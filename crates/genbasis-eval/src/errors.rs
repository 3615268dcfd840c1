use thiserror::Error;

/// Errors emitted while writing run outputs.
#[derive(Debug, Error)]
pub enum EvalError {
    #[error("io error: {0}")]
    Io(#[from] std::io::Error),
    #[error("json error: {0}")]
    Json(#[from] serde_json::Error),
}
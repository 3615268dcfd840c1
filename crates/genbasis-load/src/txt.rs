use std::fs::File;
use std::io::{BufRead, BufReader};
use std::path::{Path, PathBuf};

use genbasis_core::{Itemset, TransactionDataset};
use tracing::warn;

use crate::errors::LoadError;
use crate::source::TransactionSource;

/// Plain-text baskets: one transaction per line, items split on a delimiter.
#[derive(Debug, Clone)]
pub struct TxtSource {
    path: PathBuf,
    delimiter: char,
}

impl TxtSource {
    pub fn new(path: impl AsRef<Path>) -> Self {
        Self {
            path: path.as_ref().to_path_buf(),
            delimiter: ',',
        }
    }

    pub fn with_delimiter(mut self, delimiter: char) -> Self {
        self.delimiter = delimiter;
        self
    }
}

impl TransactionSource for TxtSource {
    fn format(&self) -> &'static str {
        "txt"
    }

    fn load(&self) -> Result<TransactionDataset, LoadError> {
        let file = File::open(&self.path)?;
        read_transactions(BufReader::new(file), self.delimiter)
    }
}

/// Parse delimited baskets from any buffered reader.
///
/// Items are trimmed; blank lines and empty items are skipped.
pub fn read_transactions<R: BufRead>(
    reader: R,
    delimiter: char,
) -> Result<TransactionDataset, LoadError> {
    let mut transactions = Vec::new();

    for (line_idx, line) in reader.lines().enumerate() {
        let line = line?;
        let transaction: Itemset = line
            .split(delimiter)
            .map(str::trim)
            .filter(|item| !item.is_empty())
            .collect();

        if transaction.is_empty() {
            warn!(line = line_idx + 1, "skipping blank transaction line");
            continue;
        }
        transactions.push(transaction);
    }

    Ok(TransactionDataset::new(transactions))
}
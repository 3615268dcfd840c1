use std::collections::HashMap;

use genbasis_core::{Itemset, Rule};
use tracing::warn;

use crate::closure::ClosedItemset;
use crate::counting::ItemsetCounts;
use crate::generators::GeneratorTable;

/// Turn every (generator, closed itemset) pair into a candidate rule.
///
/// Rules follow the order of `generators` and, within an entry, the order of
/// its generators. The consequent is the closed itemset minus the generator;
/// pairs with an empty consequent are skipped. A generator that was never
/// counted yields confidence 0.
pub fn synthesize_rules(
    generators: &GeneratorTable,
    closed: &[ClosedItemset],
    counts: &ItemsetCounts,
    num_transactions: usize,
) -> Vec<Rule> {
    let support_lookup: HashMap<&Itemset, u64> = closed
        .iter()
        .map(|closed| (&closed.itemset, closed.support))
        .collect();

    let mut rules = Vec::new();
    for entry in generators {
        let Some(&closed_support) = support_lookup.get(&entry.closed) else {
            warn!(closed = %entry.closed, "generator entry without closed itemset skipped");
            continue;
        };

        for generator in &entry.generators {
            let consequent = entry.closed.difference(generator);
            if consequent.is_empty() {
                continue;
            }

            let generator_count = counts.count(generator);
            let confidence = if generator_count > 0 {
                closed_support as f64 / generator_count as f64
            } else {
                0.0
            };

            rules.push(Rule {
                generator: generator.clone(),
                consequent,
                support: relative_support(closed_support, num_transactions),
                confidence,
            });
        }
    }
    rules
}

fn relative_support(count: u64, num_transactions: usize) -> f64 {
    if num_transactions == 0 {
        0.0
    } else {
        count as f64 / num_transactions as f64
    }
}
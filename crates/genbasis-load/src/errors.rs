use thiserror::Error;

/// Errors emitted while loading transactions.
#[derive(Debug, Error)]
pub enum LoadError {
    #[error("io error: {0}")]
    Io(#[from] std::io::Error),
    #[error("csv error: {0}")]
    Csv(#[from] csv::Error),
    #[error("missing column '{0}' in csv header")]
    MissingColumn(String),
    #[error("input file must be .csv or .txt: {0}")]
    UnsupportedFormat(String),
}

__________________________________________________

* **Task instructions**
Return the entries above word for word.

* **Response**
filename crates/genbasis-eval/src/errors.rs
repository 3615268dcfd840c1
use thiserror::Error;

/// Errors emitted while writing run outputs.
#[derive(Debug, Error)]
pub enum EvalError {
    #[error("io error: {0}")]
    Io(#[from] std::io::Error),
    #[error("json error: {0}")]
    Json(#[from] serde_json::Error),
}
repository 3615268dcfd840c1
filename crates/genbasis-load/src/txt.rs
use std::fs::File;
use std::io::{BufRead, BufReader};
use std::path::{Path, PathBuf};

use genbasis_core::{Itemset, TransactionDataset};
use tracing::warn;

use crate::errors::LoadError;
use crate::source::TransactionSource;

/// Plain-text baskets: one transaction per line, items split on a delimiter.
#[derive(Debug, Clone)]
pub struct TxtSource {
    path: PathBuf,
    delimiter: char,
}

impl TxtSource {
    pub fn new(path: impl AsRef<Path>) -> Self {
        Self {
            path: path.as_ref().to_path_buf(),
            delimiter: ',',
        }
    }

    pub fn with_delimiter(mut self, delimiter: char) -> Self {
        self.delimiter = delimiter;
        self
    }
}

impl TransactionSource for TxtSource {
    fn format(&self) -> &'static str {
        "txt"
    }

    fn load(&self) -> Result<TransactionDataset, LoadError> {
        let file = File::open(&self.path)?;
        read_transactions(BufReader::new(file), self.delimiter)
    }
}

/// Parse delimited baskets from any buffered reader.
///
/// Items are trimmed; blank lines and empty items are skipped.
pub fn read_transactions<R: BufRead>(
    reader: R,
    delimiter: char,
) -> Result<TransactionDataset, LoadError> {
    let mut transactions = Vec::new();

    for (line_idx, line) in reader.lines().enumerate() {
        let line = line?;
        let transaction: Itemset = line
            .split(delimiter)
            .map(str::trim)
            .filter(|item| !item.is_empty())
            .collect();

        if transaction.is_empty() {
            warn!(line = line_idx + 1, "skipping blank transaction line");
            continue;
        }
        transactions.push(transaction);
    }

    Ok(TransactionDataset::new(transactions))
}
repository 3615268dcfd840c1
use std::collections::HashMap;

use genbasis_core::{Itemset, Rule};
use tracing::warn;

use crate::closure::ClosedItemset;
use crate::counting::ItemsetCounts;
use crate::generators::GeneratorTable;

/// Turn every (generator, closed itemset) pair into a candidate rule.
///
/// Rules follow the order of `generators` and, within an entry, the order of
/// its generators. The consequent is the closed itemset minus the generator;
/// pairs with an empty consequent are skipped. A generator that was never
/// counted yields confidence 0.
pub fn synthesize_rules(
    generators: &GeneratorTable,
    closed: &[ClosedItemset],
    counts: &ItemsetCounts,
    num_transactions: usize,
) -> Vec<Rule> {
    let support_lookup: HashMap<&Itemset, u64> = closed
        .iter()
        .map(|closed| (&closed.itemset, closed.support))
        .collect();

    let mut rules = Vec::new();
    for entry in generators {
        let Some(&closed_support) = support_lookup.get(&entry.closed) else {
            warn!(closed = %entry.closed, "generator entry without closed itemset skipped");
            continue;
        };

        for generator in &entry.generators {
            let consequent = entry.closed.difference(generator);
            if consequent.is_empty() {
                continue;
            }

            let generator_count = counts.count(generator);
            let confidence = if generator_count > 0 {
                closed_support as f64 / generator_count as f64
            } else {
                0.0
            };

            rules.push(Rule {
                generator: generator.clone(),
                consequent,
                support: relative_support(closed_support, num_transactions),
                confidence,
            });
        }
    }
    rules
}

fn relative_support(count: u64, num_transactions: usize) -> f64 {
    if num_transactions == 0 {
        0.0
    } else {
        count as f64 / num_transactions as f64
    }
}
filename crates/genbasis-load/src/errors.rs
use thiserror::Error;

/// Errors emitted while loading transactions.
#[derive(Debug, Error)]
pub enum LoadError {
    #[error("io error: {0}")]
    Io(#[from] std::io::Error),
    #[error("csv error: {0}")]
    Csv(#[from] csv::Error),
    #[error("missing column '{0}' in csv header")]
    MissingColumn(String),
    #[error("input file must be .csv or .txt: {0}")]
    UnsupportedFormat(String),
}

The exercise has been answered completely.